The most controversial player in the NFL Draft is already causing controversy in Cincinnati.
The ABC affiliate in the city, which could potentially be airing an NFL wild-card playoff game this season, is calling for a boycott of the Bengals following the team's selection of Joe Mixon of the NFL Draft on Friday.
"Enough is enough, Bengals. We can excuse another season without winning a playoff game. We can't excuse drafting a player like Joe Mixon," the station wrote in an editorial. "Instead of buying a Bengals ticket this year, take the $50 or more you would have spent on that ticket and donate the money to a nonprofit that works to prevent violence against women."
As for Mixon, he sounded thankful that there was a team out there that was willing to take a risk on him.
As likely the most controversial player in the NFL Draft -- Mixon was shown punching a woman in the face on a 2014 security video -- the former Oklahoma running back had no idea when he was going to be drafted this week, so when the call finally came from the Bengals, he got emotional.
"You know, I am still sitting here crying. I can't believe it. I can't believe it," Mixon said in a conference call, via ESPN.com. "You know, I am thankful and very honored to be a part of -- to be a Cincinnati Bengal."
Mixon was viewed as such a risk in the draftreportedly took him off their draft board. Fortunately for Mixon, the Bengals weren't one of those teams.
Bengals coach Marvin Lewis has seen the video, which shows Mixon throwing a punch that left Ameila Molitor with several fractured bones in her face, and he's not trying to downplay what happened.
"I don't know who isn't disgusted with what they saw," Lewis said on Friday.
The Bengals coach then added that it's time for Mixon to "move forward."
"That's one day in a young man's life, and he's had to live that since then and he will continue to have to live that, and he gets an opportunity to move forward and write his script from then on," Lewis said. "It's come to a conclusion with the young lady. They've come to their statements, her statement about how they both could've handled the day better. But again, that doesn't change it."

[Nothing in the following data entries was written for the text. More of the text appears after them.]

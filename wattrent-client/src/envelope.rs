use serde::Deserialize;

/// Used when a failed response names no reason at all.
pub const GENERIC_FAILURE: &str = "Request failed";

/// Response wrapper every API route answers with.
#[derive(Debug, Clone, PartialEq, Deserialize)]
pub struct ApiEnvelope<T> {
    #[serde(default)]
    pub success: bool,
    #[serde(default)]
    pub data: Option<T>,
    #[serde(default)]
    pub error: Option<String>,
    #[serde(default)]
    pub message: Option<String>,
}

impl<T> ApiEnvelope<T> {
    /// `error`, else `message`. Blank strings count as absent.
    pub fn reason(&self) -> Option<&str> {
        [self.error.as_deref(), self.message.as_deref()]
            .into_iter()
            .flatten()
            .map(str::trim)
            .find(|text| !text.is_empty())
    }

    /// [`Self::reason`], else [`GENERIC_FAILURE`].
    pub fn failure_text(&self) -> String {
        self.reason().unwrap_or(GENERIC_FAILURE).to_string()
    }
}

#[cfg(test)]
mod tests {
    use pretty_assertions::assert_eq;
    use serde_json::Value;

    use super::*;

    fn parse(json: &str) -> ApiEnvelope<Value> {
        serde_json::from_str(json).unwrap()
    }

    #[test]
    fn error_field_wins_over_message() {
        let envelope = parse(r#"{"success":false,"error":"用戶ID不能為空","message":"ignored"}"#);
        assert_eq!(envelope.failure_text(), "用戶ID不能為空");
    }

    #[test]
    fn message_used_when_error_blank() {
        let envelope = parse(r#"{"success":false,"error":"  ","message":"帳單不存在"}"#);
        assert_eq!(envelope.failure_text(), "帳單不存在");
    }

    #[test]
    fn generic_text_when_nothing_given() {
        let envelope = parse(r#"{"success":false}"#);
        assert_eq!(envelope.failure_text(), GENERIC_FAILURE);
        assert_eq!(envelope.reason(), None);
    }

    #[test]
    fn missing_data_is_none() {
        let envelope = parse(r#"{"success":true,"message":"ok"}"#);
        assert!(envelope.success);
        assert_eq!(envelope.data, None);
    }
}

Mixon and Molitor reached a civil settlement in the case on April 21, although terms weren't disclosed. For Mixon, he says the entire incident changed him.
"It changed me a lot as a person, the way you think, the way you carry yourself, go about things," Mixon said. "I'm going to continue to keep doing the right thing around the community, on and off the field. And I'm going to prove to them why they kept me. Leaving from Oklahoma, I still have their name, at the end of the day. I'm going to do whatever I can to make them proud and make them happy. I'm looking forward to doing that with the Cincinnati Bengals as well."
For the Bengals, who have a well-known reputation for taking a chance on players who other teams might consider a character risk, Lewis says there wasn't really any risk with the pick because the team did its homework on Mixon.
"Joe's situation kind of came to a settlement in all ways this week, which also led us to feel better about the opportunity here and to move forward," Lewis said. "We've done all of our due diligence we can do, time spent interviewing people, everybody around him, everybody around his background, people that have coached at Oklahoma for insight regarding him and how he has carried himself since that day."
Although many fans will be able to accept Mixon, the pick could end up backfiring if the former Oklahoma running back gets into any trouble while he's in Cincinnati.